## [WHAT IS NEEDED]
Could you return every record below exactly as it is written?

## [SOURCE MATERIAL]
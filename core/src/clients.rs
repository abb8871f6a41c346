//! Clients for data the engine cannot derive from the workspace itself: provider schemas
//! and module registry metadata.

use std::{collections::HashMap, fmt, sync::RwLock};

use async_trait::async_trait;
use thiserror::Error;

use gw_task_system::WorkContext;

use crate::lang::{ProviderAddr, ProviderRequirements, VersionConstraint};

const POISONED_LOCK: &str = "client lock poisoned";

#[derive(Debug, Error)]
pub enum SchemaError {
	#[error("no bundled schema for provider {addr}")]
	NotBundled { addr: ProviderAddr },
}

/// Source of provider schemas preloaded into memory for completion and validation.
#[async_trait]
pub trait SchemaClient: fmt::Debug + Send + Sync + 'static {
	async fn preload_schemas(
		&self,
		requirements: &ProviderRequirements,
		ctx: &WorkContext,
	) -> Result<(), SchemaError>;
}

/// Schemas shipped with the server binary. Preloading a provider that is not bundled is an
/// error recorded with the artifact; the module stays usable without its schema.
#[derive(Debug, Default)]
pub struct BundledSchemaClient {
	bundled: RwLock<std::collections::BTreeSet<ProviderAddr>>,
}

impl BundledSchemaClient {
	#[must_use]
	pub fn new() -> Self {
		Self::default()
	}

	pub fn bundle(&self, addr: ProviderAddr) {
		self.bundled.write().expect(POISONED_LOCK).insert(addr);
	}
}

#[async_trait]
impl SchemaClient for BundledSchemaClient {
	async fn preload_schemas(
		&self,
		requirements: &ProviderRequirements,
		_ctx: &WorkContext,
	) -> Result<(), SchemaError> {
		let bundled = self.bundled.read().expect(POISONED_LOCK);
		if bundled.is_empty() {
			// Nothing bundled at all means schemas are disabled, not missing
			return Ok(());
		}
		for addr in requirements.keys() {
			if !bundled.contains(addr) {
				return Err(SchemaError::NotBundled { addr: addr.clone() });
			}
		}
		Ok(())
	}
}

#[derive(Debug, Error)]
pub enum RegistryError {
	#[error("module {addr:?} not found in registry")]
	NotFound { addr: String },
	#[error("registry request for {addr:?} failed: {reason}")]
	Request { addr: String, reason: String },
	#[error("registry request for {addr:?} cancelled")]
	Cancelled { addr: String },
}

/// Registry metadata for one module source.
#[derive(Debug, Clone, Default, PartialEq, Eq)]
pub struct RegistryModuleData {
	pub versions: Vec<String>,
	pub inputs: Vec<String>,
	pub outputs: Vec<String>,
}

#[async_trait]
pub trait RegistryClient: fmt::Debug + Send + Sync + 'static {
	async fn module_data(
		&self,
		source: &str,
		version: Option<&VersionConstraint>,
		ctx: &WorkContext,
	) -> Result<RegistryModuleData, RegistryError>;
}

/// A registry answering from a fixed in-memory table. Doubles as the offline default
/// (empty table, every lookup is a `NotFound`) and as the test double.
#[derive(Debug, Default)]
pub struct StaticRegistryClient {
	modules: RwLock<HashMap<String, RegistryModuleData>>,
}

impl StaticRegistryClient {
	#[must_use]
	pub fn new() -> Self {
		Self::default()
	}

	pub fn insert(&self, source: impl Into<String>, data: RegistryModuleData) {
		self.modules
			.write()
			.expect(POISONED_LOCK)
			.insert(source.into(), data);
	}
}

#[async_trait]
impl RegistryClient for StaticRegistryClient {
	async fn module_data(
		&self,
		source: &str,
		_version: Option<&VersionConstraint>,
		ctx: &WorkContext,
	) -> Result<RegistryModuleData, RegistryError> {
		if ctx.is_cancelled() {
			return Err(RegistryError::Cancelled {
				addr: source.to_string(),
			});
		}
		self.modules
			.read()
			.expect(POISONED_LOCK)
			.get(source)
			.cloned()
			.ok_or_else(|| RegistryError::NotFound {
				addr: source.to_string(),
			})
	}
}
//! Root module feature: tracks directories carrying installation artifacts (module
//! manifest, provider lock file), keeps their records current and schedules decoding of
//! installed modules.

mod events;
mod work;

use std::{fmt, sync::Arc};

use gw_task_system::JobStore;
use tokio::task::JoinHandle;
use tokio_util::sync::CancellationToken;
use tracing::debug;

use crate::{
	event::EventBus, features::modules::ModulesFeature, fs::ReadOnlyFs, state::RootStore,
	work::CoreWork,
};

pub use work::RootWork;

pub struct RootModulesFeature {
	pub(crate) roots: Arc<RootStore>,
	pub(crate) jobs: Arc<JobStore<CoreWork>>,
	pub(crate) fs: Arc<dyn ReadOnlyFs>,
	/// Installed modules found through the manifest are decoded by the modules feature's
	/// pipeline.
	pub(crate) modules: Arc<ModulesFeature>,
}

impl fmt::Debug for RootModulesFeature {
	fn fmt(&self, f: &mut fmt::Formatter<'_>) -> fmt::Result {
		f.debug_struct("RootModulesFeature").finish_non_exhaustive()
	}
}

impl RootModulesFeature {
	#[must_use]
	pub fn new(
		roots: Arc<RootStore>,
		jobs: Arc<JobStore<CoreWork>>,
		fs: Arc<dyn ReadOnlyFs>,
		modules: Arc<ModulesFeature>,
	) -> Self {
		Self {
			roots,
			jobs,
			fs,
			modules,
		}
	}

	/// Subscriptions are registered before the loop task is spawned, so an event
	/// published right after `start` returns is never missed.
	pub fn start(self: Arc<Self>, bus: &EventBus, cancel: CancellationToken) -> JoinHandle<()> {
		let (discover_done, discover_rx) = {
			let (tx, rx) = async_channel::bounded(1);
			(tx, bus.discover.subscribe(Some(rx)))
		};
		let (did_open_done, did_open_rx) = {
			let (tx, rx) = async_channel::bounded(1);
			(tx, bus.did_open.subscribe(Some(rx)))
		};
		let (watched_done, watched_rx) = {
			let (tx, rx) = async_channel::bounded(1);
			(tx, bus.did_change_watched.subscribe(Some(rx)))
		};
		let (manifest_done, manifest_rx) = {
			let (tx, rx) = async_channel::bounded(1);
			(tx, bus.manifest_change.subscribe(Some(rx)))
		};
		let (lock_done, lock_rx) = {
			let (tx, rx) = async_channel::bounded(1);
			(tx, bus.plugin_lock_change.subscribe(Some(rx)))
		};

		tokio::spawn(async move {
			debug!("root modules feature listening");

			loop {
				tokio::select! {
					() = cancel.cancelled() => {
						debug!("root modules feature stopped");
						return;
					}
					Ok(event) = discover_rx.recv() => {
						let ids = self.handle_discover(&event);
						let _ = discover_done.send(ids).await;
					}
					Ok(event) = did_open_rx.recv() => {
						let ids = self.handle_did_open(&event);
						let _ = did_open_done.send(ids).await;
					}
					Ok(event) = watched_rx.recv() => {
						let ids = self.handle_did_change_watched(&event);
						let _ = watched_done.send(ids).await;
					}
					Ok(event) = manifest_rx.recv() => {
						let ids = self.handle_manifest_change(&event);
						let _ = manifest_done.send(ids).await;
					}
					Ok(event) = lock_rx.recv() => {
						let ids = self.handle_plugin_lock_change(&event);
						let _ = lock_done.send(ids).await;
					}
					else => return,
				}
			}
		})
	}
}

## [YOUR SOLUTION]
filename core/src/clients.rs
repository abb8871f6a41c346
//! Clients for data the engine cannot derive from the workspace itself: provider schemas
//! and module registry metadata.

use std::{collections::HashMap, fmt, sync::RwLock};

use async_trait::async_trait;
use thiserror::Error;

use gw_task_system::WorkContext;

use crate::lang::{ProviderAddr, ProviderRequirements, VersionConstraint};

const POISONED_LOCK: &str = "client lock poisoned";

#[derive(Debug, Error)]
pub enum SchemaError {
	#[error("no bundled schema for provider {addr}")]
	NotBundled { addr: ProviderAddr },
}

/// Source of provider schemas preloaded into memory for completion and validation.
#[async_trait]
pub trait SchemaClient: fmt::Debug + Send + Sync + 'static {
	async fn preload_schemas(
		&self,
		requirements: &ProviderRequirements,
		ctx: &WorkContext,
	) -> Result<(), SchemaError>;
}

/// Schemas shipped with the server binary. Preloading a provider that is not bundled is an
/// error recorded with the artifact; the module stays usable without its schema.
#[derive(Debug, Default)]
pub struct BundledSchemaClient {
	bundled: RwLock<std::collections::BTreeSet<ProviderAddr>>,
}

impl BundledSchemaClient {
	#[must_use]
	pub fn new() -> Self {
		Self::default()
	}

	pub fn bundle(&self, addr: ProviderAddr) {
		self.bundled.write().expect(POISONED_LOCK).insert(addr);
	}
}

#[async_trait]
impl SchemaClient for BundledSchemaClient {
	async fn preload_schemas(
		&self,
		requirements: &ProviderRequirements,
		_ctx: &WorkContext,
	) -> Result<(), SchemaError> {
		let bundled = self.bundled.read().expect(POISONED_LOCK);
		if bundled.is_empty() {
			// Nothing bundled at all means schemas are disabled, not missing
			return Ok(());
		}
		for addr in requirements.keys() {
			if !bundled.contains(addr) {
				return Err(SchemaError::NotBundled { addr: addr.clone() });
			}
		}
		Ok(())
	}
}

#[derive(Debug, Error)]
pub enum RegistryError {
	#[error("module {addr:?} not found in registry")]
	NotFound { addr: String },
	#[error("registry request for {addr:?} failed: {reason}")]
	Request { addr: String, reason: String },
	#[error("registry request for {addr:?} cancelled")]
	Cancelled { addr: String },
}

/// Registry metadata for one module source.
#[derive(Debug, Clone, Default, PartialEq, Eq)]
pub struct RegistryModuleData {
	pub versions: Vec<String>,
	pub inputs: Vec<String>,
	pub outputs: Vec<String>,
}

#[async_trait]
pub trait RegistryClient: fmt::Debug + Send + Sync + 'static {
	async fn module_data(
		&self,
		source: &str,
		version: Option<&VersionConstraint>,
		ctx: &WorkContext,
	) -> Result<RegistryModuleData, RegistryError>;
}

/// A registry answering from a fixed in-memory table. Doubles as the offline default
/// (empty table, every lookup is a `NotFound`) and as the test double.
#[derive(Debug, Default)]
pub struct StaticRegistryClient {
	modules: RwLock<HashMap<String, RegistryModuleData>>,
}

impl StaticRegistryClient {
	#[must_use]
	pub fn new() -> Self {
		Self::default()
	}

	pub fn insert(&self, source: impl Into<String>, data: RegistryModuleData) {
		self.modules
			.write()
			.expect(POISONED_LOCK)
			.insert(source.into(), data);
	}
}

#[async_trait]
impl RegistryClient for StaticRegistryClient {
	async fn module_data(
		&self,
		source: &str,
		_version: Option<&VersionConstraint>,
		ctx: &WorkContext,
	) -> Result<RegistryModuleData, RegistryError> {
		if ctx.is_cancelled() {
			return Err(RegistryError::Cancelled {
				addr: source.to_string(),
			});
		}
		self.modules
			.read()
			.expect(POISONED_LOCK)
			.get(source)
			.cloned()
			.ok_or_else(|| RegistryError::NotFound {
				addr: source.to_string(),
			})
	}
}
//! Root module feature: tracks directories carrying installation artifacts (module
//! manifest, provider lock file), keeps their records current and schedules decoding of
//! installed modules.

mod events;
mod work;

use std::{fmt, sync::Arc};

use gw_task_system::JobStore;
use tokio::task::JoinHandle;
use tokio_util::sync::CancellationToken;
use tracing::debug;

use crate::{
	event::EventBus, features::modules::ModulesFeature, fs::ReadOnlyFs, state::RootStore,
	work::CoreWork,
};

pub use work::RootWork;

pub struct RootModulesFeature {
	pub(crate) roots: Arc<RootStore>,
	pub(crate) jobs: Arc<JobStore<CoreWork>>,
	pub(crate) fs: Arc<dyn ReadOnlyFs>,
	/// Installed modules found through the manifest are decoded by the modules feature's
	/// pipeline.
	pub(crate) modules: Arc<ModulesFeature>,
}

impl fmt::Debug for RootModulesFeature {
	fn fmt(&self, f: &mut fmt::Formatter<'_>) -> fmt::Result {
		f.debug_struct("RootModulesFeature").finish_non_exhaustive()
	}
}

impl RootModulesFeature {
	#[must_use]
	pub fn new(
		roots: Arc<RootStore>,
		jobs: Arc<JobStore<CoreWork>>,
		fs: Arc<dyn ReadOnlyFs>,
		modules: Arc<ModulesFeature>,
	) -> Self {
		Self {
			roots,
			jobs,
			fs,
			modules,
		}
	}

	/// Subscriptions are registered before the loop task is spawned, so an event
	/// published right after `start` returns is never missed.
	pub fn start(self: Arc<Self>, bus: &EventBus, cancel: CancellationToken) -> JoinHandle<()> {
		let (discover_done, discover_rx) = {
			let (tx, rx) = async_channel::bounded(1);
			(tx, bus.discover.subscribe(Some(rx)))
		};
		let (did_open_done, did_open_rx) = {
			let (tx, rx) = async_channel::bounded(1);
			(tx, bus.did_open.subscribe(Some(rx)))
		};
		let (watched_done, watched_rx) = {
			let (tx, rx) = async_channel::bounded(1);
			(tx, bus.did_change_watched.subscribe(Some(rx)))
		};
		let (manifest_done, manifest_rx) = {
			let (tx, rx) = async_channel::bounded(1);
			(tx, bus.manifest_change.subscribe(Some(rx)))
		};
		let (lock_done, lock_rx) = {
			let (tx, rx) = async_channel::bounded(1);
			(tx, bus.plugin_lock_change.subscribe(Some(rx)))
		};

		tokio::spawn(async move {
			debug!("root modules feature listening");

			loop {
				tokio::select! {
					() = cancel.cancelled() => {
						debug!("root modules feature stopped");
						return;
					}
					Ok(event) = discover_rx.recv() => {
						let ids = self.handle_discover(&event);
						let _ = discover_done.send(ids).await;
					}
					Ok(event) = did_open_rx.recv() => {
						let ids = self.handle_did_open(&event);
						let _ = did_open_done.send(ids).await;
					}
					Ok(event) = watched_rx.recv() => {
						let ids = self.handle_did_change_watched(&event);
						let _ = watched_done.send(ids).await;
					}
					Ok(event) = manifest_rx.recv() => {
						let ids = self.handle_manifest_change(&event);
						let _ = manifest_done.send(ids).await;
					}
					Ok(event) = lock_rx.recv() => {
						let ids = self.handle_plugin_lock_change(&event);
						let _ = lock_done.send(ids).await;
					}
					else => return,
				}
			}
		})
	}
}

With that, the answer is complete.